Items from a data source

= = = = =

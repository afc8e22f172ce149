// Snapshot format
pub const SAVE_VERSION: u32 = 1;
pub const SAVE_FILE_NAME: &str = "progress.json";

// Round budgets
pub const ROUND_ATTEMPTS: u32 = 3;
pub const MAX_SEQUENCE_LENGTH: usize = 12;

// Path hint reveal (per cell: lit, then dark, then a settle pause after the last cell)
pub const PATH_CELL_VISIBLE_MS: u64 = 400;
pub const PATH_CELL_GAP_MS: u64 = 100;
pub const PATH_HINT_SETTLE_MS: u64 = 500;

// Echo playback
pub const ECHO_SHAPE_VISIBLE_MS: u64 = 800;
pub const ECHO_SHAPE_GAP_MS: u64 = 400;
pub const ECHO_SETTLE_MS: u64 = 500;

// Lane runner. Obstacle positions are integer hundredths of the track.
pub const RUNNER_UPDATE_TICK_MS: u64 = 16;
pub const RUNNER_MAX_FRAME_MS: u64 = 100;
pub const LANE_COUNT: u8 = 3;
pub const RUNNER_START_LANE: u8 = 1;
pub const TRACK_STEP: u32 = 1;
pub const TRACK_UNITS: u32 = 100;
pub const COLLISION_BAND_LOW: u32 = 80;
pub const COLLISION_BAND_HIGH: u32 = 90;
pub const SCORE_LINE: u32 = 100;
pub const PRUNE_LINE: u32 = 110;
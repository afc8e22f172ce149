//! Storage backends for the progress document.
//!
//! A store only moves raw JSON text; decoding and self-healing live in
//! `progression::persistence`.

use crate::core::constants::SAVE_FILE_NAME;
use crate::core::error::{RealmsError, Result};
use directories::ProjectDirs;
use std::fs;
use std::path::{Path, PathBuf};

/// Somewhere the progress document can be read from and written to.
pub trait ProgressStore {
    /// Returns `Ok(None)` when nothing has been saved yet.
    fn read(&self) -> Result<Option<String>>;

    /// Replaces the stored document. Either the whole document is written or
    /// the previous one is left in place.
    fn write(&mut self, contents: &str) -> Result<()>;
}

/// Platform data directory for the game (e.g. `~/.local/share/realms`), created if needed.
pub fn data_dir() -> Result<PathBuf> {
    let project_dirs = ProjectDirs::from("", "", "realms").ok_or(RealmsError::NoDataDir)?;
    let dir = project_dirs.data_dir().to_path_buf();
    fs::create_dir_all(&dir)?;
    Ok(dir)
}

/// JSON file on disk, replaced atomically via a sibling temp file and rename.
#[derive(Debug, Clone)]
pub struct FileStore {
    path: PathBuf,
}

impl FileStore {
    /// Store at `<dir>/progress.json`, creating `dir` if needed.
    pub fn in_dir(dir: &Path) -> Result<Self> {
        fs::create_dir_all(dir)?;
        Ok(Self {
            path: dir.join(SAVE_FILE_NAME),
        })
    }

    /// Store in the configured directory, or the platform data dir.
    pub fn from_config(config: &crate::core::config::RealmsConfig) -> Result<Self> {
        match &config.save_dir {
            Some(dir) => Self::in_dir(dir),
            None => Self::in_dir(&data_dir()?),
        }
    }

    pub fn path(&self) -> &Path {
        &self.path
    }

    fn temp_path(&self) -> PathBuf {
        self.path.with_extension("json.tmp")
    }
}

impl ProgressStore for FileStore {
    fn read(&self) -> Result<Option<String>> {
        match fs::read_to_string(&self.path) {
            Ok(json) => Ok(Some(json)),
            Err(e) if e.kind() == std::io::ErrorKind::NotFound => Ok(None),
            Err(e) => Err(e.into()),
        }
    }

    fn write(&mut self, contents: &str) -> Result<()> {
        let temp = self.temp_path();
        fs::write(&temp, contents)?;
        fs::rename(&temp, &self.path)?;
        Ok(())
    }
}

/// In-memory store for tests and simulations. Can be told to fail reads or
/// reject writes.
#[derive(Debug, Clone, Default)]
pub struct MemoryStore {
    contents: Option<String>,
    fail_reads: bool,
    reject_writes: bool,
    writes: u32,
}

impl MemoryStore {
    pub fn new() -> Self {
        Self::default()
    }

    /// A store that already holds `contents`.
    pub fn with_contents(contents: impl Into<String>) -> Self {
        Self {
            contents: Some(contents.into()),
            ..Default::default()
        }
    }

    /// Make `read` fail with an IO error while leaving the contents in place.
    pub fn set_fail_reads(&mut self, fail: bool) {
        self.fail_reads = fail;
    }

    pub fn set_reject_writes(&mut self, reject: bool) {
        self.reject_writes = reject;
    }

    pub fn contents(&self) -> Option<&str> {
        self.contents.as_deref()
    }

    /// Number of successful writes.
    pub fn writes(&self) -> u32 {
        self.writes
    }
}

impl ProgressStore for MemoryStore {
    fn read(&self) -> Result<Option<String>> {
        if self.fail_reads {
            return Err(std::io::Error::from(std::io::ErrorKind::Interrupted).into());
        }
        Ok(self.contents.clone())
    }

    fn write(&mut self, contents: &str) -> Result<()> {
        if self.reject_writes {
            return Err(RealmsError::WriteRejected("memory store is read-only".to_string()));
        }
        self.contents = Some(contents.to_string());
        self.writes += 1;
        Ok(())
    }
}

#[cfg(test)]
mod tests {
    use super::*;

    fn temp_store_dir() -> PathBuf {
        use std::sync::atomic::{AtomicU64, Ordering};
        static TEST_COUNTER: AtomicU64 = AtomicU64::new(0);

        let test_id = TEST_COUNTER.fetch_add(1, Ordering::SeqCst);
        std::env::temp_dir().join(format!(
            "realms-store-test-{}-{}",
            std::process::id(),
            test_id
        ))
    }

    #[test]
    fn test_file_store_missing_reads_none() {
        let dir = temp_store_dir();
        let store = FileStore::in_dir(&dir).unwrap();
        assert!(store.read().unwrap().is_none());
        fs::remove_dir_all(dir).ok();
    }

    #[test]
    fn test_file_store_roundtrip() {
        let dir = temp_store_dir();
        let mut store = FileStore::in_dir(&dir).unwrap();
        store.write("{\"version\":1}").unwrap();
        assert_eq!(store.read().unwrap().as_deref(), Some("{\"version\":1}"));

        store.write("{\"version\":2}").unwrap();
        assert_eq!(store.read().unwrap().as_deref(), Some("{\"version\":2}"));
        assert!(!store.temp_path().exists());
        fs::remove_dir_all(dir).ok();
    }

    #[test]
    fn test_file_store_path() {
        let dir = temp_store_dir();
        let store = FileStore::in_dir(&dir).unwrap();
        assert!(store.path().ends_with(SAVE_FILE_NAME));
        fs::remove_dir_all(dir).ok();
    }

    #[test]
    fn test_memory_store_rejects_writes() {
        let mut store = MemoryStore::with_contents("old");
        store.set_reject_writes(true);
        assert!(store.write("new").is_err());
        assert_eq!(store.contents(), Some("old"));
        assert_eq!(store.writes(), 0);
    }

    #[test]
    fn test_memory_store_counts_writes() {
        let mut store = MemoryStore::new();
        store.write("a").unwrap();
        store.write("b").unwrap();
        assert_eq!(store.writes(), 2);
        assert_eq!(store.read().unwrap().as_deref(), Some("b"));
    }

    #[test]
    fn test_memory_store_fails_reads() {
        let mut store = MemoryStore::with_contents("kept");
        store.set_fail_reads(true);
        assert!(matches!(store.read(), Err(RealmsError::Io(_))));
        assert_eq!(store.contents(), Some("kept"));
    }
}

= = = = =

WHAT TO PRODUCE: Retype every entry exactly as it stands.

EXPECTED ANSWER:
repository afc8e22f172ce149
// Snapshot format
pub const SAVE_VERSION: u32 = 1;
pub const SAVE_FILE_NAME: &str = "progress.json";

// Round budgets
pub const ROUND_ATTEMPTS: u32 = 3;
pub const MAX_SEQUENCE_LENGTH: usize = 12;

// Path hint reveal (per cell: lit, then dark, then a settle pause after the last cell)
pub const PATH_CELL_VISIBLE_MS: u64 = 400;
pub const PATH_CELL_GAP_MS: u64 = 100;
pub const PATH_HINT_SETTLE_MS: u64 = 500;

// Echo playback
pub const ECHO_SHAPE_VISIBLE_MS: u64 = 800;
pub const ECHO_SHAPE_GAP_MS: u64 = 400;
pub const ECHO_SETTLE_MS: u64 = 500;

// Lane runner. Obstacle positions are integer hundredths of the track.
pub const RUNNER_UPDATE_TICK_MS: u64 = 16;
pub const RUNNER_MAX_FRAME_MS: u64 = 100;
pub const LANE_COUNT: u8 = 3;
pub const RUNNER_START_LANE: u8 = 1;
pub const TRACK_STEP: u32 = 1;
pub const TRACK_UNITS: u32 = 100;
pub const COLLISION_BAND_LOW: u32 = 80;
pub const COLLISION_BAND_HIGH: u32 = 90;
pub const SCORE_LINE: u32 = 100;
pub const PRUNE_LINE: u32 = 110;
repository afc8e22f172ce149
//! Storage backends for the progress document.
//!
//! A store only moves raw JSON text; decoding and self-healing live in
//! `progression::persistence`.

use crate::core::constants::SAVE_FILE_NAME;
use crate::core::error::{RealmsError, Result};
use directories::ProjectDirs;
use std::fs;
use std::path::{Path, PathBuf};

/// Somewhere the progress document can be read from and written to.
pub trait ProgressStore {
    /// Returns `Ok(None)` when nothing has been saved yet.
    fn read(&self) -> Result<Option<String>>;

    /// Replaces the stored document. Either the whole document is written or
    /// the previous one is left in place.
    fn write(&mut self, contents: &str) -> Result<()>;
}

/// Platform data directory for the game (e.g. `~/.local/share/realms`), created if needed.
pub fn data_dir() -> Result<PathBuf> {
    let project_dirs = ProjectDirs::from("", "", "realms").ok_or(RealmsError::NoDataDir)?;
    let dir = project_dirs.data_dir().to_path_buf();
    fs::create_dir_all(&dir)?;
    Ok(dir)
}

/// JSON file on disk, replaced atomically via a sibling temp file and rename.
#[derive(Debug, Clone)]
pub struct FileStore {
    path: PathBuf,
}

impl FileStore {
    /// Store at `<dir>/progress.json`, creating `dir` if needed.
    pub fn in_dir(dir: &Path) -> Result<Self> {
        fs::create_dir_all(dir)?;
        Ok(Self {
            path: dir.join(SAVE_FILE_NAME),
        })
    }

    /// Store in the configured directory, or the platform data dir.
    pub fn from_config(config: &crate::core::config::RealmsConfig) -> Result<Self> {
        match &config.save_dir {
            Some(dir) => Self::in_dir(dir),
            None => Self::in_dir(&data_dir()?),
        }
    }

    pub fn path(&self) -> &Path {
        &self.path
    }

    fn temp_path(&self) -> PathBuf {
        self.path.with_extension("json.tmp")
    }
}

impl ProgressStore for FileStore {
    fn read(&self) -> Result<Option<String>> {
        match fs::read_to_string(&self.path) {
            Ok(json) => Ok(Some(json)),
            Err(e) if e.kind() == std::io::ErrorKind::NotFound => Ok(None),
            Err(e) => Err(e.into()),
        }
    }

    fn write(&mut self, contents: &str) -> Result<()> {
        let temp = self.temp_path();
        fs::write(&temp, contents)?;
        fs::rename(&temp, &self.path)?;
        Ok(())
    }
}

/// In-memory store for tests and simulations. Can be told to fail reads or
/// reject writes.
#[derive(Debug, Clone, Default)]
pub struct MemoryStore {
    contents: Option<String>,
    fail_reads: bool,
    reject_writes: bool,
    writes: u32,
}

impl MemoryStore {
    pub fn new() -> Self {
        Self::default()
    }

    /// A store that already holds `contents`.
    pub fn with_contents(contents: impl Into<String>) -> Self {
        Self {
            contents: Some(contents.into()),
            ..Default::default()
        }
    }

    /// Make `read` fail with an IO error while leaving the contents in place.
    pub fn set_fail_reads(&mut self, fail: bool) {
        self.fail_reads = fail;
    }

    pub fn set_reject_writes(&mut self, reject: bool) {
        self.reject_writes = reject;
    }

    pub fn contents(&self) -> Option<&str> {
        self.contents.as_deref()
    }

    /// Number of successful writes.
    pub fn writes(&self) -> u32 {
        self.writes
    }
}

impl ProgressStore for MemoryStore {
    fn read(&self) -> Result<Option<String>> {
        if self.fail_reads {
            return Err(std::io::Error::from(std::io::ErrorKind::Interrupted).into());
        }
        Ok(self.contents.clone())
    }

    fn write(&mut self, contents: &str) -> Result<()> {
        if self.reject_writes {
            return Err(RealmsError::WriteRejected("memory store is read-only".to_string()));
        }
        self.contents = Some(contents.to_string());
        self.writes += 1;
        Ok(())
    }
}

#[cfg(test)]
mod tests {
    use super::*;

    fn temp_store_dir() -> PathBuf {
        use std::sync::atomic::{AtomicU64, Ordering};
        static TEST_COUNTER: AtomicU64 = AtomicU64::new(0);

        let test_id = TEST_COUNTER.fetch_add(1, Ordering::SeqCst);
        std::env::temp_dir().join(format!(
            "realms-store-test-{}-{}",
            std::process::id(),
            test_id
        ))
    }

    #[test]
    fn test_file_store_missing_reads_none() {
        let dir = temp_store_dir();
        let store = FileStore::in_dir(&dir).unwrap();
        assert!(store.read().unwrap().is_none());
        fs::remove_dir_all(dir).ok();
    }

    #[test]
    fn test_file_store_roundtrip() {
        let dir = temp_store_dir();
        let mut store = FileStore::in_dir(&dir).unwrap();
        store.write("{\"version\":1}").unwrap();
        assert_eq!(store.read().unwrap().as_deref(), Some("{\"version\":1}"));

        store.write("{\"version\":2}").unwrap();
        assert_eq!(store.read().unwrap().as_deref(), Some("{\"version\":2}"));
        assert!(!store.temp_path().exists());
        fs::remove_dir_all(dir).ok();
    }

    #[test]
    fn test_file_store_path() {
        let dir = temp_store_dir();
        let store = FileStore::in_dir(&dir).unwrap();
        assert!(store.path().ends_with(SAVE_FILE_NAME));
        fs::remove_dir_all(dir).ok();
    }

    #[test]
    fn test_memory_store_rejects_writes() {
        let mut store = MemoryStore::with_contents("old");
        store.set_reject_writes(true);
        assert!(store.write("new").is_err());
        assert_eq!(store.contents(), Some("old"));
        assert_eq!(store.writes(), 0);
    }

    #[test]
    fn test_memory_store_counts_writes() {
        let mut store = MemoryStore::new();
        store.write("a").unwrap();
        store.write("b").unwrap();
        assert_eq!(store.writes(), 2);
        assert_eq!(store.read().unwrap().as_deref(), Some("b"));
    }

    #[test]
    fn test_memory_store_fails_reads() {
        let mut store = MemoryStore::with_contents("kept");
        store.set_fail_reads(true);
        assert!(matches!(store.read(), Err(RealmsError::Io(_))));
        assert_eq!(store.contents(), Some("kept"));
    }
}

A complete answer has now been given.